## WORK ITEM
Would you please copy every line from the records that contains the word "CopyCondition"?

## DATASET RECORDS
---

use chrono::{DateTime, Utc};
use serde::{Deserialize, Serialize};
use uuid::Uuid;

use crate::application::ReturnReceipt;
use crate::domain::{
    BookId, BorrowBook, Borrowing, BorrowingId, BorrowingStatus, CopyCondition, CopyId, Fine,
    ManualFine, MemberId, Money, RenewBorrowing, ReservationId, ReservationStatus, ReserveBook,
    ReturnBook, StaffId, UpdateReservationStatus,
};
use crate::ports::{BorrowingFilter, ReservationFilter};

// ============================================================================
// Borrowings
// ============================================================================

/// POST /borrowings
#[derive(Debug, Deserialize)]
pub struct BorrowBookRequest {
    pub member_id: Uuid,
    pub book_id: Uuid,
    pub copy_id: String,
    pub staff_id: Uuid,
    /// 省略時は貸出日 + 14日
    pub due_date: Option<DateTime<Utc>>,
}

impl BorrowBookRequest {
    pub fn to_command(&self, now: DateTime<Utc>) -> BorrowBook {
        BorrowBook {
            member_id: MemberId::from_uuid(self.member_id),
            book_id: BookId::from_uuid(self.book_id),
            copy_id: CopyId::new(self.copy_id.clone()),
            staff_id: StaffId::from_uuid(self.staff_id),
            borrowed_at: now,
            due_date: self.due_date,
        }
    }
}

/// POST /borrowings/:id/return
#[derive(Debug, Deserialize)]
pub struct ReturnBookRequest {
    pub staff_id: Uuid,
    pub condition: Option<CopyCondition>,
    /// 手動で加算する延滞金
    pub fine_amount: Option<u64>,
    pub fine_reason: Option<String>,
}

impl ReturnBookRequest {
    pub fn to_command(&self, borrowing_id: BorrowingId, now: DateTime<Utc>) -> ReturnBook {
        let manual_fine = self
            .fine_amount
            .filter(|amount| *amount > 0)
            .map(|amount| ManualFine {
                amount: Money::new(amount),
                reason: self
                    .fine_reason
                    .clone()
                    .unwrap_or_else(|| "Manual fine".to_string()),
            });

        ReturnBook {
            borrowing_id,
            staff_id: StaffId::from_uuid(self.staff_id),
            returned_at: now,
            condition: self.condition,
            manual_fine,
        }
    }
}

/// POST /borrowings/:id/renew
#[derive(Debug, Default, Deserialize)]
pub struct RenewBorrowingRequest {
    /// 省略時は現在の期限 + 14日
    pub due_date: Option<DateTime<Utc>>,
}

impl RenewBorrowingRequest {
    pub fn to_command(&self, borrowing_id: BorrowingId, now: DateTime<Utc>) -> RenewBorrowing {
        RenewBorrowing {
            borrowing_id,
            renewed_at: now,
            due_date: self.due_date,
        }
    }
}

/// 返却レスポンス
#[derive(Debug, Serialize)]
pub struct ReturnResponse {
    pub borrowing: Borrowing,
    pub fine: Option<Fine>,
    pub days_late: u32,
}

impl From<ReturnReceipt> for ReturnResponse {
    fn from(receipt: ReturnReceipt) -> Self {
        Self {
            borrowing: receipt.borrowing,
            fine: receipt.fine,
            days_late: receipt.days_late,
        }
    }
}

/// GET /borrowings のクエリパラメータ
#[derive(Debug, Default, Deserialize)]
pub struct ListBorrowingsQuery {
    pub member_id: Option<Uuid>,
    pub book_id: Option<Uuid>,
    pub copy_id: Option<String>,
    pub status: Option<String>,
    /// trueなら返却期限を過ぎた貸出中のもののみ
    pub overdue: Option<bool>,
    pub page: Option<u32>,
    pub limit: Option<u32>,
    pub sort: Option<String>,
}

impl ListBorrowingsQuery {
    pub fn to_filter(&self, now: DateTime<Utc>) -> Result<BorrowingFilter, String> {
        let mut status = self
            .status
            .as_deref()
            .map(str::parse::<BorrowingStatus>)
            .transpose()?;
        let mut due_before = None;
        if self.overdue == Some(true) {
            if status == Some(BorrowingStatus::Returned) {
                return Err("overdue=true cannot be combined with status=Returned".to_string());
            }
            status = Some(BorrowingStatus::Borrowed);
            due_before = Some(now);
        }

        Ok(BorrowingFilter {
            member_id: self.member_id.map(MemberId::from_uuid),
            book_id: self.book_id.map(BookId::from_uuid),
            copy_id: self.copy_id.clone().map(CopyId::new),
            status,
            due_before,
        })
    }
}

// ============================================================================
// Reservations
// ============================================================================

/// POST /reservations
#[derive(Debug, Deserialize)]
pub struct ReserveBookRequest {
    pub member_id: Uuid,
    pub book_id: Uuid,
}

impl ReserveBookRequest {
    pub fn to_command(&self, now: DateTime<Utc>) -> ReserveBook {
        ReserveBook {
            member_id: MemberId::from_uuid(self.member_id),
            book_id: BookId::from_uuid(self.book_id),
            reserved_at: now,
        }
    }
}

/// PATCH /reservations/:id/status
#[derive(Debug, Deserialize)]
pub struct UpdateReservationStatusRequest {
    pub status: ReservationStatus,
    pub note: Option<String>,
}

impl UpdateReservationStatusRequest {
    pub fn to_command(
        &self,
        reservation_id: ReservationId,
        now: DateTime<Utc>,
    ) -> UpdateReservationStatus {
        UpdateReservationStatus {
            reservation_id,
            status: self.status,
            note: self.note.clone(),
            updated_at: now,
        }
    }
}

/// GET /reservations のクエリパラメータ
#[derive(Debug, Default, Deserialize)]
pub struct ListReservationsQuery {
    pub member_id: Option<Uuid>,
    pub book_id: Option<Uuid>,
    pub status: Option<String>,
    pub page: Option<u32>,
    pub limit: Option<u32>,
    pub sort: Option<String>,
}

impl ListReservationsQuery {
    pub fn to_filter(&self) -> Result<ReservationFilter, String> {
        Ok(ReservationFilter {
            member_id: self.member_id.map(MemberId::from_uuid),
            book_id: self.book_id.map(BookId::from_uuid),
            status: self
                .status
                .as_deref()
                .map(str::parse::<ReservationStatus>)
                .transpose()?,
        })
    }
}

// ============================================================================
// Errors
// ============================================================================

/// エラーレスポンス
#[derive(Debug, Serialize, Deserialize)]
pub struct ErrorResponse {
    pub error: String,
    pub message: String,
}

impl ErrorResponse {
    pub fn new(error: impl Into<String>, message: impl Into<String>) -> Self {
        Self {
            error: error.into(),
            message: message.into(),
        }
    }
}

#[cfg(test)]
mod tests {
    use super::*;

    #[test]
    fn test_overdue_query_forces_borrowed_status() {
        let now = Utc::now();
        let query = ListBorrowingsQuery {
            overdue: Some(true),
            ..Default::default()
        };
        let filter = query.to_filter(now).unwrap();
        assert_eq!(filter.status, Some(BorrowingStatus::Borrowed));
        assert_eq!(filter.due_before, Some(now));
    }

    #[test]
    fn test_unknown_status_is_rejected() {
        let query = ListReservationsQuery {
            status: Some("Lost".to_string()),
            ..Default::default()
        };
        assert!(query.to_filter().is_err());
    }

    #[test]
    fn test_manual_fine_defaults_reason() {
        let request = ReturnBookRequest {
            staff_id: Uuid::new_v4(),
            condition: None,
            fine_amount: Some(3000),
            fine_reason: None,
        };
        let cmd = request.to_command(BorrowingId::first(), Utc::now());
        let fine = cmd.manual_fine.unwrap();
        assert_eq!(fine.amount, Money::new(3000));
        assert_eq!(fine.reason, "Manual fine");
    }
}
use crate::domain::{Fine, MemberId};
use async_trait::async_trait;

use super::Result;

/// 延滞金台帳ポート（参照用）
///
/// 台帳レコードの追加は返却処理の`ChangeSet`に含めてコミットする。
#[async_trait]
pub trait FineLedger: Send + Sync {
    /// 会員の延滞金レコードを発行日時の新しい順に取得する
    async fn find_by_member(&self, member_id: MemberId) -> Result<Vec<Fine>>;
}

---

## RESPONSE TO THIS TASK
    BookId, BorrowBook, Borrowing, BorrowingId, BorrowingStatus, CopyCondition, CopyId, Fine,
    pub condition: Option<CopyCondition>,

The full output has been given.